With the increasing popularity of AJAX, the upcoming release of ASP.NET AJAX, and seemingly ubiquitous JavaScript UI libraries available one the web, there is one thing that ASP.NET developers seem to be doing a lot more of these days: JavaScript. And if you're like me, you've been bouncing around from tool to plug-in looking for a decent JavaScript productivity and debugging IDE that enables you to do JavaScript just as easily as you do ASP.NET.
Until today I thought the promised land was Orcas, the next version of Visual Studio due in 2007. Orcas will ship with an integrated JavaScript debugger and powerful JavaScript Intellisense engine that will bring the act of programming for the client much closer to the blissful, Intellisense-powered server programming we enjoy today. One of the biggest barriers to wide(r)sperad adoption of AJAX in .NET applications is the lack of good tools for writing and debugging JavaScript, and Orcas will definitely help lower that barrier. But why wait for late 2007 to begin enjoying JavaScript programming?

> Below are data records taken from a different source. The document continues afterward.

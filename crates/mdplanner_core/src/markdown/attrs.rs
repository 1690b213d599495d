//! `{key: value; key: value}` attribute blocks.
//!
//! # Invariants
//! - Separators (`;` between pairs, `,` inside lists and objects) only
//!   split at bracket depth zero and outside double quotes.
//! - Scalar values holding a separator, a bracket or a quote are written
//!   as `"..."` with `\"` and `\\` escapes, and read back verbatim.
//! - A pair with an unbalanced bracket is dropped; parsing resumes at the
//!   next separator after it.

/// Characters that force a scalar value into quotes.
const RESERVED: &[char] = &[';', ',', '{', '}', '[', ']', '"'];

/// Bracket and quote state while scanning attribute text.
///
/// A `"` only opens a quoted value at the start of a token, so stray
/// inch marks in hand-written values stay literal.
#[derive(Debug, Clone, Copy)]
struct Nesting {
    depth: usize,
    quoted: bool,
    escaped: bool,
    token_start: bool,
}

impl Default for Nesting {
    fn default() -> Self {
        Self {
            depth: 0,
            quoted: false,
            escaped: false,
            token_start: true,
        }
    }
}

impl Nesting {
    /// Feeds one character; returns true when it sits at depth zero
    /// outside quotes and is not itself a bracket or quote.
    fn feed(&mut self, ch: char) -> bool {
        if self.quoted {
            if self.escaped {
                self.escaped = false;
            } else if ch == '\\' {
                self.escaped = true;
            } else if ch == '"' {
                self.quoted = false;
            }
            return false;
        }
        match ch {
            '"' if self.token_start => {
                self.quoted = true;
                self.token_start = false;
                false
            }
            '{' | '[' => {
                self.depth += 1;
                self.token_start = true;
                false
            }
            '}' | ']' => {
                self.depth = self.depth.saturating_sub(1);
                self.token_start = false;
                false
            }
            ':' | ',' | ';' => {
                self.token_start = true;
                self.depth == 0
            }
            c if c.is_whitespace() => self.depth == 0,
            _ => {
                self.token_start = false;
                self.depth == 0
            }
        }
    }

    fn balanced(&self) -> bool {
        self.depth == 0 && !self.quoted
    }
}

/// Wraps `value` in quotes when it would otherwise break the block.
pub fn quote_value(value: &str) -> String {
    if !value.contains(RESERVED) {
        return value.to_string();
    }
    let mut out = String::with_capacity(value.len() + 2);
    out.push('"');
    for ch in value.chars() {
        if ch == '"' || ch == '\\' {
            out.push('\\');
        }
        out.push(ch);
    }
    out.push('"');
    out
}

/// Decodes a value that is exactly one quoted string.
pub fn unquote(value: &str) -> Option<String> {
    let inner = value.strip_prefix('"')?;
    let mut out = String::with_capacity(inner.len());
    let mut chars = inner.char_indices();
    while let Some((idx, ch)) = chars.next() {
        match ch {
            '\\' => out.push(chars.next()?.1),
            '"' => return (idx + 1 == inner.len()).then_some(out),
            _ => out.push(ch),
        }
    }
    None
}

fn scalar(value: &str) -> String {
    unquote(value).unwrap_or_else(|| value.to_string())
}

/// Splits `input` on `sep` wherever `{}`/`[]` nesting depth is zero and
/// no quoted value is open.
pub fn split_top_level(input: &str, sep: char) -> Vec<&str> {
    let mut parts = Vec::new();
    let mut scan = Nesting::default();
    let mut start = 0usize;
    for (idx, ch) in input.char_indices() {
        if scan.feed(ch) && ch == sep {
            parts.push(&input[start..idx]);
            start = idx + ch.len_utf8();
        }
    }
    parts.push(&input[start..]);
    parts
}

/// Parses the inside of an attribute block into ordered key/value pairs.
///
/// Pairs with an empty key or empty value are skipped. Quoted scalar
/// values are unescaped; lists and objects are kept raw for
/// [`parse_list`] and [`parse_object`].
pub fn parse_attrs(input: &str) -> Vec<(String, String)> {
    let mut pairs = Vec::new();
    let mut key: Option<String> = None;
    let mut current = String::new();
    let mut scan = Nesting::default();
    let mut pair_start = 0usize;

    for (idx, ch) in input.char_indices() {
        let top = scan.feed(ch);
        match ch {
            ':' if top && key.is_none() => {
                key = Some(current.trim().to_string());
                current.clear();
            }
            ';' if top => {
                push_pair(&mut pairs, key.take(), &current);
                current.clear();
                pair_start = idx + 1;
            }
            _ => current.push(ch),
        }
    }

    if !scan.balanced() {
        let tail = &input[pair_start..];
        if let Some(pos) = tail.find(';') {
            pairs.extend(parse_attrs(&tail[pos + 1..]));
        }
        return pairs;
    }

    push_pair(&mut pairs, key, &current);
    pairs
}

fn push_pair(pairs: &mut Vec<(String, String)>, key: Option<String>, value: &str) {
    let Some(key) = key else {
        return;
    };
    let value = value.trim();
    if key.is_empty() || value.is_empty() {
        return;
    }
    pairs.push((key, scalar(value)));
}

/// Returns the value for `key` (last occurrence wins).
pub fn lookup<'a>(pairs: &'a [(String, String)], key: &str) -> Option<&'a str> {
    pairs
        .iter()
        .rev()
        .find(|(k, _)| k == key)
        .map(|(_, v)| v.as_str())
}

/// Parses `[a, b, c]` (brackets optional) into trimmed, non-empty items.
pub fn parse_list(value: &str) -> Vec<String> {
    let inner = strip_wrapping(value.trim(), '[', ']');
    split_top_level(inner, ',')
        .into_iter()
        .map(str::trim)
        .filter(|item| !item.is_empty())
        .map(scalar)
        .collect()
}

/// Parses `{x: 10, y: 20}` into ordered pairs.
pub fn parse_object(value: &str) -> Vec<(String, String)> {
    let inner = strip_wrapping(value.trim(), '{', '}');
    split_top_level(inner, ',')
        .into_iter()
        .filter_map(|field| {
            let (key, value) = field.split_once(':')?;
            let key = key.trim();
            if key.is_empty() {
                return None;
            }
            Some((key.to_string(), scalar(value.trim())))
        })
        .collect()
}

fn strip_wrapping(value: &str, open: char, close: char) -> &str {
    value
        .strip_prefix(open)
        .and_then(|rest| rest.strip_suffix(close))
        .unwrap_or(value)
        .trim()
}

/// Splits a trailing balanced `{...}` block off a heading or task title.
///
/// Returns the title and the block's inner text. A block is only
/// recognised when it closes the line and is preceded by the title; the
/// leftmost such block wins.
pub fn split_trailing_attrs(text: &str) -> (&str, Option<&str>) {
    let trimmed = text.trim_end();
    if !trimmed.ends_with('}') {
        return (trimmed, None);
    }
    for (start, _) in trimmed.match_indices('{') {
        let title = trimmed[..start].trim_end();
        if title.is_empty() {
            continue;
        }
        if closes_at_end(&trimmed[start..]) {
            return (title, Some(&trimmed[start + 1..trimmed.len() - 1]));
        }
    }
    (trimmed, None)
}

fn closes_at_end(block: &str) -> bool {
    let mut scan = Nesting::default();
    for (idx, ch) in block.char_indices() {
        scan.feed(ch);
        if scan.balanced() {
            return idx + ch.len_utf8() == block.len();
        }
    }
    false
}

/// Ordered builder for an attribute block.
#[derive(Debug, Default)]
pub struct AttrWriter {
    pairs: Vec<(String, String)>,
}

impl AttrWriter {
    pub fn new() -> Self {
        Self::default()
    }

    /// Adds a scalar value, quoting it when needed.
    pub fn field(self, key: &str, value: impl AsRef<str>) -> Self {
        let value = value.as_ref().trim();
        if value.is_empty() {
            return self;
        }
        self.raw(key, quote_value(value))
    }

    /// Adds an already rendered list or object.
    pub fn raw(mut self, key: &str, rendered: impl Into<String>) -> Self {
        let rendered = rendered.into();
        if !rendered.trim().is_empty() {
            self.pairs.push((key.to_string(), rendered));
        }
        self
    }

    pub fn opt(self, key: &str, value: Option<impl AsRef<str>>) -> Self {
        match value {
            Some(value) => self.field(key, value),
            None => self,
        }
    }

    pub fn list(self, key: &str, items: &[String]) -> Self {
        let quoted: Vec<String> = items.iter().map(|item| quote_value(item.trim())).collect();
        self.raw_list(key, &quoted)
    }

    /// List of already rendered items, such as objects.
    pub fn raw_list(self, key: &str, rendered: &[String]) -> Self {
        if rendered.is_empty() {
            return self;
        }
        self.raw(key, format!("[{}]", rendered.join(", ")))
    }

    pub fn object(self, key: &str, fields: &[(&str, String)]) -> Self {
        self.raw(key, render_object(fields))
    }

    pub fn is_empty(&self) -> bool {
        self.pairs.is_empty()
    }

    /// Renders ` {k: v; k: v}` with a leading space, or nothing when empty.
    pub fn render_suffix(&self) -> String {
        if self.pairs.is_empty() {
            return String::new();
        }
        let body = self
            .pairs
            .iter()
            .map(|(key, value)| format!("{key}: {value}"))
            .collect::<Vec<_>>()
            .join("; ");
        format!(" {{{body}}}")
    }

    /// Suffix for a line whose text is `title`.
    ///
    /// An empty ` {}` block is written when the title alone would read
    /// back as carrying attributes.
    pub fn render_suffix_after(&self, title: &str) -> String {
        if self.pairs.is_empty() && split_trailing_attrs(title).1.is_some() {
            return " {}".to_string();
        }
        self.render_suffix()
    }
}

pub fn render_object(fields: &[(&str, String)]) -> String {
    let body = fields
        .iter()
        .map(|(key, value)| format!("{key}: {}", quote_value(value)))
        .collect::<Vec<_>>()
        .join(", ");
    format!("{{{body}}}")
}

#[cfg(test)]
mod tests {
    use super::{
        parse_attrs, parse_list, parse_object, quote_value, split_trailing_attrs, unquote,
        AttrWriter,
    };

    fn pair(key: &str, value: &str) -> (String, String) {
        (key.to_string(), value.to_string())
    }

    #[test]
    fn nested_braces_do_not_split_pairs() {
        let pairs = parse_attrs("position: {x: 10, y: 20}; color: yellow");
        assert_eq!(
            pairs,
            vec![pair("position", "{x: 10, y: 20}"), pair("color", "yellow")]
        );
    }

    #[test]
    fn lists_keep_commas() {
        let pairs = parse_attrs("tag: [launch, infra]; priority: 1");
        assert_eq!(pairs[0], pair("tag", "[launch, infra]"));
        assert_eq!(parse_list(&pairs[0].1), vec!["launch", "infra"]);
    }

    #[test]
    fn unbalanced_pair_is_dropped() {
        let pairs = parse_attrs("position: {x: 10; color: yellow");
        assert_eq!(pairs, vec![pair("color", "yellow")]);
    }

    #[test]
    fn empty_values_are_skipped() {
        let pairs = parse_attrs("kpi: ; status: active;");
        assert_eq!(pairs, vec![pair("status", "active")]);
    }

    #[test]
    fn object_fields_parse_in_order() {
        assert_eq!(
            parse_object("{x: 10, y: 20}"),
            vec![pair("x", "10"), pair("y", "20")]
        );
    }

    #[test]
    fn trailing_block_needs_a_title() {
        assert_eq!(
            split_trailing_attrs("Ship v1 {priority: 1; tag: [launch, infra]}"),
            ("Ship v1", Some("priority: 1; tag: [launch, infra]"))
        );
        assert_eq!(split_trailing_attrs("{only: attrs}"), ("{only: attrs}", None));
        assert_eq!(split_trailing_attrs("Plain title"), ("Plain title", None));
    }

    #[test]
    fn braces_inside_the_title_stay_in_the_title() {
        assert_eq!(split_trailing_attrs("Fix {bug} {}"), ("Fix {bug}", Some("")));
        assert_eq!(
            split_trailing_attrs("Fix {bug} {priority: 2}"),
            ("Fix {bug}", Some("priority: 2"))
        );
        assert_eq!(
            split_trailing_attrs("Note {assignee: \"a}b\"}"),
            ("Note", Some("assignee: \"a}b\""))
        );
    }

    #[test]
    fn writer_skips_empty_values() {
        let rendered = AttrWriter::new()
            .field("status", "open")
            .opt("target", None::<&str>)
            .list("tag", &[])
            .render_suffix();
        assert_eq!(rendered, " {status: open}");
    }

    #[test]
    fn reserved_characters_are_quoted_and_recovered() {
        assert_eq!(quote_value("plain"), "plain");
        assert_eq!(quote_value("ann; bob"), "\"ann; bob\"");
        assert_eq!(quote_value("say \"hi\""), "\"say \\\"hi\\\"\"");
        assert_eq!(unquote("\"say \\\"hi\\\"\"").as_deref(), Some("say \"hi\""));
        assert_eq!(unquote("\"a\" and \"b\""), None);

        let suffix = AttrWriter::new()
            .field("assignee", "ann; bob")
            .list("tag", &["a, b".to_string(), "[x]".to_string()])
            .field("milestone", "v{2}")
            .render_suffix();
        let line = format!("Title{suffix}");
        let (_, inner) = split_trailing_attrs(&line);
        let pairs = parse_attrs(inner.unwrap());
        assert_eq!(pairs[0], pair("assignee", "ann; bob"));
        assert_eq!(parse_list(&pairs[1].1), vec!["a, b", "[x]"]);
        assert_eq!(pairs[2], pair("milestone", "v{2}"));
    }

    #[test]
    fn stray_quote_mid_value_is_literal() {
        let pairs = parse_attrs("size: 5\" screen; color: red");
        assert_eq!(pairs, vec![pair("size", "5\" screen"), pair("color", "red")]);
    }

    #[test]
    fn empty_block_guards_brace_titles() {
        let writer = AttrWriter::new();
        assert_eq!(writer.render_suffix_after("Fix {bug}"), " {}");
        assert_eq!(writer.render_suffix_after("Plain"), "");
        assert_eq!(
            AttrWriter::new().field("status", "open").render_suffix_after("Fix {bug}"),
            " {status: open}"
        );
    }
}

An amazing JavaScript/HTML/CSS editor has been built that brings all of the future promises of Orcas to your desktop today. Aptana is the brain child of former JRun developer Paul Colton and it is an incredibly beautiful and powerful tool that provides unparalleled JavaScript (and CSS) editing and debugging tools. And it's free.
Aptana is being developed and distributed under the EPL (Eclipse Public License), which means the binaries and source code are being made publicly available for free. What's more, the EPL allows developers to take EPL licensed software, build proprietary add-ons or modifications, and redistribute them commercially and royalty free. The EPL is much more liberal in that sense than the GPL and it amazes me that a tool as incredible as Aptana is being given away so freely. Aptana is still a beta product, though, so maybe plans for a commercial version will emerge with time. I hope they do because this development team is doing great work.
As telerik developers, we have huge client-side libraries that we can take advantage of with all of the r.a.d.controls. I'm not sure how well suited Aptana is in its current state to help provide "Intellisense" support for the control client-side APIs due to their obfuscated state, but it will certainly make the task of writing JavaScript that consumes those APIs more enjoyable. Perhaps the telerik team can find an easy way to expose their client-side APIs through tools like Aptana and Orcas in the future.
My words can do little justice to the Aptana project, so I encourage you to check out their site (which itself is amazingly well constructed!) and see Aptana firsthand. If Aptana remains a free product once it leaves beta, I think it could easily stand second only to FireFox as one of the best looking and most useful Open Source projects ever created.